There are times when a player will be penalized during golf. This then, ultimately, affects the scoring they, or their team, receives.

In fact, there are many instances when a player with the lowest score could quickly find their game unravelling. One of the most common examples of these includes hitting the ball into the Out of Bounds or into a water hazard (which is never fun for anyone).

There tends to be a long wait while a player finds their ball, depending on the course difficulty and the thickness or density of the area. It will also often mean the game goes on for much longer as a player can be forced to hit another shot from their previous position.


Keep under par on the course thanks to Glenmuir

Are you finding yourself taking 7 shots on the first hole? While here at Glenmuir we can't promise we can have you playing like Rory McElroy in no time, we can make you look and feel stylish and confident on the course - regardless of your net score.

Based in the home of golf, Scotland, Glenmuir has been a leading player in golf apparel since 1891. In short, we really know our stuff. If high-quality and affordable golf clothing and accessories are your thing, check out our website without delay!


How many shots is considered a good score in golf?

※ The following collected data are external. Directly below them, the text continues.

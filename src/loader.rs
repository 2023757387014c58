//! Time-slice loading
//!
//! Opens every `*.nc` file in a directory and merges the slices into one
//! dataset. Variables on the time axis are concatenated along it; every other
//! variable is taken once, from the first slice that carries it.

use crate::dataset::{Dataset, Dimension, Variable, VariableData};
use crate::errors::{Result, ReshapeError};
use crate::netcdf_io::read_dataset;
use rayon::prelude::*;
use std::cmp::Ordering;
use std::ffi::OsStr;
use std::fs;
use std::path::{Path, PathBuf};

/// Extension of the files picked up from the input directory
pub const SLICE_EXTENSION: &str = "nc";

/// List the `*.nc` files directly inside `directory`, sorted by name.
pub fn find_slice_files(directory: &Path) -> Result<Vec<PathBuf>> {
    let mut paths = Vec::new();
    for entry in fs::read_dir(directory)? {
        let path = entry?.path();
        let is_slice = path.is_file()
            && path
                .extension()
                .map_or(false, |ext| ext == OsStr::new(SLICE_EXTENSION));
        if is_slice {
            paths.push(path);
        }
    }
    paths.sort();
    Ok(paths)
}

/// Read all time slices in `input_directory` into one dataset.
///
/// # Errors
///
/// * `InvalidInput` if `input_directory` is empty (no file is touched)
/// * `NoInputFiles` if the directory holds no `*.nc` file
/// * `InconsistentSlices` / `TypeMismatch` if the slices cannot be merged
/// * netCDF and I/O errors from reading, unmodified
pub fn read_time_slices(input_directory: &Path, time_dim: &str) -> Result<Dataset> {
    if input_directory.as_os_str().is_empty() {
        return Err(ReshapeError::InvalidInput {
            message: "input_directory must be specified".to_string(),
        });
    }

    let paths = find_slice_files(input_directory)?;
    if paths.is_empty() {
        return Err(ReshapeError::NoInputFiles {
            directory: input_directory.to_path_buf(),
        });
    }

    log::info!(
        "Reading {} time-slice files from {} on {} threads",
        paths.len(),
        input_directory.display(),
        rayon::current_num_threads()
    );

    let slices = paths
        .par_iter()
        .map(|path| read_dataset(path))
        .collect::<Result<Vec<_>>>()?;

    merge_time_slices(slices, time_dim)
}

/// First value of each slice's time coordinate, when every slice has one.
fn time_keys(slices: &[Dataset], time_dim: &str) -> Option<Vec<f64>> {
    slices
        .iter()
        .map(|slice| {
            slice
                .coordinate_variable(time_dim)
                .and_then(|coord| coord.data().first_as_f64())
        })
        .collect()
}

/// Attributes that define how raw time values map onto dates
const TIME_ENCODING_ATTRIBUTES: [&str; 2] = ["units", "calendar"];

/// Raw time values are only comparable when every slice encodes them the same way.
fn check_time_encoding(slices: &[Dataset], time_dim: &str) -> Result<()> {
    let mut coords = slices
        .iter()
        .enumerate()
        .filter_map(|(index, slice)| slice.coordinate_variable(time_dim).map(|c| (index, c)));

    let Some((_, reference)) = coords.next() else {
        return Ok(());
    };

    for (index, coord) in coords {
        for attr in TIME_ENCODING_ATTRIBUTES {
            if coord.attribute(attr) != reference.attribute(attr) {
                return Err(ReshapeError::InconsistentSlices {
                    message: format!(
                        "'{}' {} is {:?} in slice {} but {:?} in the first slice",
                        time_dim,
                        attr,
                        coord.attribute(attr),
                        index,
                        reference.attribute(attr)
                    ),
                });
            }
        }
    }
    Ok(())
}

/// Merge individually read time slices into one dataset along `time_dim`.
///
/// Slices are put in time order when every slice has a time coordinate, and
/// otherwise kept in the order given. Time coordinates must share their
/// `units` and `calendar`, and a variable off the time axis must hold the
/// same values in every slice that carries it.
pub fn merge_time_slices(mut slices: Vec<Dataset>, time_dim: &str) -> Result<Dataset> {
    if slices.is_empty() {
        return Err(ReshapeError::InconsistentSlices {
            message: "no time slices to merge".to_string(),
        });
    }

    check_time_encoding(&slices, time_dim)?;

    if let Some(keys) = time_keys(&slices, time_dim) {
        let mut keyed: Vec<(f64, Dataset)> = keys.into_iter().zip(slices).collect();
        keyed.sort_by(|a, b| a.0.partial_cmp(&b.0).unwrap_or(Ordering::Equal));
        slices = keyed.into_iter().map(|(_, slice)| slice).collect();
    }

    if slices.len() == 1 {
        return Ok(slices.remove(0));
    }

    let mut merged = Dataset::new();
    merged.set_attributes(slices[0].attributes().to_vec());

    for dim in merged_dimensions(&slices, time_dim)? {
        merged.add_dimension(dim)?;
    }

    // Union of variable names, in order of first appearance
    let mut names: Vec<String> = Vec::new();
    for slice in &slices {
        for var in slice.variables() {
            if !names.iter().any(|n| n == var.name()) {
                names.push(var.name().to_string());
            }
        }
    }

    for name in &names {
        let first = slices
            .iter()
            .find_map(|slice| slice.variable(name))
            .ok_or_else(|| ReshapeError::VariableNotFound { var: name.clone() })?;

        let variable = if first.depends_on(time_dim) {
            concatenate_along_time(&slices, first, time_dim)?
        } else {
            check_constant_across_slices(&slices, first)?;
            first.clone()
        };
        merged.insert_variable(variable)?;
    }

    log::debug!(
        "Merged {} slices into {} variables",
        slices.len(),
        merged.variables().len()
    );

    Ok(merged)
}

/// Dimensions of the merged dataset: the time axis summed over all slices,
/// every other axis required to agree between slices.
fn merged_dimensions(slices: &[Dataset], time_dim: &str) -> Result<Vec<Dimension>> {
    let mut dims: Vec<Dimension> = Vec::new();

    for (index, slice) in slices.iter().enumerate() {
        if slice.dimension(time_dim).is_none() {
            return Err(ReshapeError::InconsistentSlices {
                message: format!("slice {} has no '{}' dimension", index, time_dim),
            });
        }

        for dim in slice.dimensions() {
            match dims.iter_mut().find(|d| d.name == dim.name) {
                Some(existing) if dim.name == time_dim => existing.len += dim.len,
                Some(existing) if existing.len != dim.len => {
                    return Err(ReshapeError::InconsistentSlices {
                        message: format!(
                            "dimension '{}' has length {} in slice {} but {} earlier",
                            dim.name, dim.len, index, existing.len
                        ),
                    });
                }
                Some(_) => {}
                None => dims.push(dim.clone()),
            }
        }
    }

    Ok(dims)
}

fn check_constant_across_slices(slices: &[Dataset], first: &Variable) -> Result<()> {
    for (index, slice) in slices.iter().enumerate() {
        let Some(var) = slice.variable(first.name()) else {
            continue;
        };
        if var.shares_data_with(first) {
            continue;
        }
        if var.dimensions() != first.dimensions() || !var.data().same_values(first.data()) {
            return Err(ReshapeError::InconsistentSlices {
                message: format!(
                    "time-independent variable '{}' differs between slices (slice {})",
                    first.name(),
                    index
                ),
            });
        }
    }
    Ok(())
}

fn concatenate_along_time(slices: &[Dataset], first: &Variable, time_dim: &str) -> Result<Variable> {
    let name = first.name();
    let axis = first
        .dimensions()
        .iter()
        .position(|d| d == time_dim)
        .ok_or_else(|| ReshapeError::DimensionMismatch {
            name: name.to_string(),
            message: format!("does not depend on '{}'", time_dim),
        })?;

    let mut parts: Vec<&VariableData> = Vec::with_capacity(slices.len());
    for (index, slice) in slices.iter().enumerate() {
        let var = slice
            .variable(name)
            .ok_or_else(|| ReshapeError::InconsistentSlices {
                message: format!("time-dependent variable '{}' is missing from slice {}", name, index),
            })?;
        if var.dimensions() != first.dimensions() {
            return Err(ReshapeError::InconsistentSlices {
                message: format!(
                    "variable '{}' has dimensions [{}] in slice {} but [{}] earlier",
                    name,
                    var.dimensions().join(", "),
                    index,
                    first.dimensions().join(", ")
                ),
            });
        }
        parts.push(var.data());
    }

    first.with_data(VariableData::concatenate(name, axis, &parts)?)
}
//! Load → build → write, in sequence

use crate::builder::create_time_series;
use crate::classifier::{find_time_dependent_vars, Classification};
use crate::config::ReshapeConfig;
use crate::errors::Result;
use crate::loader::read_time_slices;
use crate::metadata::{print_classification, print_dataset_summary};
use crate::writer::save_to_disk;
use std::path::PathBuf;

/// What a completed run produced
#[derive(Debug, Clone)]
pub struct RunSummary {
    pub classification: Classification,
    pub written: Vec<PathBuf>,
}

/// Run the whole conversion described by `config`. Any failure aborts the run.
pub fn run(config: &ReshapeConfig) -> Result<RunSummary> {
    let dset = read_time_slices(&config.input_directory, &config.time_dimension)?;
    log::info!(
        "Loaded {} variables over {} dimensions",
        dset.variables().len(),
        dset.dimensions().len()
    );

    let classification = find_time_dependent_vars(&dset, &config.time_dimension);
    if config.verbose {
        print_dataset_summary(&dset);
        print_classification(&classification);
    }
    if classification.has_no_series() {
        log::warn!(
            "No variable depends on '{}'; no time-series files will be written",
            config.time_dimension
        );
    }

    let (datasets, paths) = create_time_series(&config.naming, &dset, &config.time_dimension)?;
    save_to_disk(&datasets, &paths, config.engine)?;

    Ok(RunSummary {
        classification,
        written: paths,
    })
}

Generally speaking (and we mean very generally), what is considered a good score depends on your overall ability. A score of 90 would be considered good for an average golfer. If you are just starting out, don't pit yourself against a score this low, however!

What is tournament play?

Tournament play is a sanctioned event in which golfers compete against each other in either a stroke play or match play format.

What is a golf handicap?

A golf handicap is a numerical value which shows a golfer's potential on a course. It allows golfers of any ability to be able to compete against each other on a more level playing field and generally make the game more fun. Read our in-depth guide on what a golf handicap is to find out more!

Final Thoughts

Golf scoring can be confusing. There are a lot of awkward terms to get your head around, for one. Secondly, there's more than one way to score in golf, so that doesn't make it any simpler, either.

However, it's something that you are likely to pick up as you go along, especially if you are playing with more seasoned golfers.

So don't sweat keeping score for now if you are just starting out; just enjoy the game!